Database Design Strategies
Top-Down
It begins with an analysis of the general requirements of the system at a conceptual level before designing the detailed structure of the database.
Pros
Ensures a clear understanding of the organization’s information needs.
Facilitates a comprehensive and strategic view of the database structure.
Cons
It can be time-consuming due to the initial extensive requirement gathering and analysis phase.
May overlook specific lower-level data needs or details in the early stages.
Bottom-Up
It starts with designing the detailed data structures, such as specific tables and relationships, before aggregating them into a complete system.
Pros
Allows for quick starts, focusing on specific, well-understood areas of the system.
Can be more adaptable to changes in specific areas of the system.
Cons
This may result in a lack of coherence in the overall database structure.
This can lead to difficulties in integrating different parts of the database later on.
ER (Entity Relationship) Diagram
An Entity-Relationship (ER) diagram is a graphical representation of entities and their relationships to each other.

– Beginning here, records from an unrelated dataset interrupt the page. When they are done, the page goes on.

//! Row loading for ranging log files
//!
//! Reads the whole file into memory as CSV records. The header locators need
//! random access and lookahead, so rows are fully materialized rather than
//! streamed. Rows with no non-whitespace field are dropped here, and every row
//! index used later refers to this filtered sequence.

use csv::StringRecord;
use std::fs::File;
use std::io::{BufReader, Read};
use std::path::Path;
use tracing::debug;

use crate::{Error, Result};

/// Load all non-blank rows of a CSV file
pub fn load_rows(path: &Path) -> Result<Vec<StringRecord>> {
    let file = File::open(path).map_err(|e| Error::file_access(path, e))?;

    let rows = read_rows(BufReader::new(file)).map_err(|e| Error::csv_read(path, e))?;
    debug!("Loaded {} non-blank rows from {}", rows.len(), path.display());

    Ok(rows)
}

/// Read all non-blank rows from any reader
///
/// Records may have differing field counts. Fields are returned untrimmed.
pub fn read_rows<R: Read>(reader: R) -> std::result::Result<Vec<StringRecord>, csv::Error> {
    let mut csv_reader = csv::ReaderBuilder::new()
        .has_headers(false)
        .flexible(true)
        .from_reader(reader);

    let mut rows = Vec::new();
    for result in csv_reader.records() {
        let record = result?;
        if is_blank_row(&record) {
            continue;
        }
        rows.push(record);
    }

    Ok(rows)
}

/// Whether every field of a row is empty or whitespace
pub fn is_blank_row(record: &StringRecord) -> bool {
    record.iter().all(|field| field.trim().is_empty())
}
//! Command implementations for the ranging log CLI
//!
//! Each command is implemented in its own module:
//! - `summary`: anchor, ground truth and parse statistics report
//! - `dump`: full observation listing

pub mod dump;
pub mod shared;
pub mod summary;

use anyhow::Result;

use crate::cli::args::{Args, Commands};

/// Main command runner
///
/// Returns `Ok(false)` when no subcommand was given.
pub fn run(args: Args) -> Result<bool> {
    match args.command {
        Some(Commands::Summary(summary_args)) => summary::run_summary(&summary_args)?,
        Some(Commands::Dump(dump_args)) => dump::run_dump(&dump_args)?,
        None => return Ok(false),
    }
    Ok(true)
}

An ER diagram helps structure and organize data requirements before developing a database.
Components
Entities: Represent real-world objects or concepts in the database.
Strong Entity: A type of entity that has a key Attribute
Weak Entity: An entity that does not have a primary key attribute.

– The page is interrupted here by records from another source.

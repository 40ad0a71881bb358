use clap::Parser;
use ranging_log::cli::{args::Args, commands};
use std::process;

fn main() {
    // Parse command line arguments
    let args = Args::parse();

    match commands::run(args) {
        Ok(true) => process::exit(0),
        Ok(false) => {
            show_help_and_commands();
            process::exit(0);
        }
        Err(error) => {
            eprintln!("Error: {:#}", error);
            process::exit(1);
        }
    }
}

/// Show help information and available commands when no subcommand is provided
fn show_help_and_commands() {
    println!("Ranging Log - radio-ranging experiment CSV inspector");
    println!("====================================================");
    println!();
    println!("Reads a ranging experiment CSV export and reports the anchor positions,");
    println!("ground-truth position and per-packet node observations it contains.");
    println!();
    println!("USAGE:");
    println!("    ranging-log <COMMAND> <FILE> [OPTIONS]");
    println!();
    println!("COMMANDS:");
    println!("    summary     Print anchors, ground truth, packet counts and parse statistics");
    println!("    dump        Print every parsed observation (JSON or table)");
    println!("    help        Show this help message or help for specific commands");
    println!();
    println!("EXAMPLES:");
    println!("    ranging-log summary run_07.csv");
    println!("    ranging-log summary run_07.csv --format json");
    println!("    ranging-log dump run_07.csv --packet p42 --format human");
    println!("    ranging-log dump run_07.csv --data-window 20 -vv");
    println!();
    println!("For detailed help on any command, use:");
    println!("    ranging-log <COMMAND> --help");
}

Attributes: Characteristics or properties of entities.
Key Attribute: Used to represent the main characteristics of an entity. It represents a primary key.
Composite Attribute: An attribute that is composed of many other attributes
Multivalued Attribute: An attribute that can have multiple values.
Derived Attribute: An attribute that can be derived from another attribute
Relationships: Depict how entities are related to each other.
One-to-One
One-to-Many
Many-to-One
Many-to-Many
Types
Conceptual: High-level, abstract design without specific details about technologies or data types.
Logical: More detailed, including specific entities, relationships, and attributes but not entirely tied to a particular database management system (DBMS).
Physical: Includes all constraints, indexes, and specific technologies that will be implemented in the database.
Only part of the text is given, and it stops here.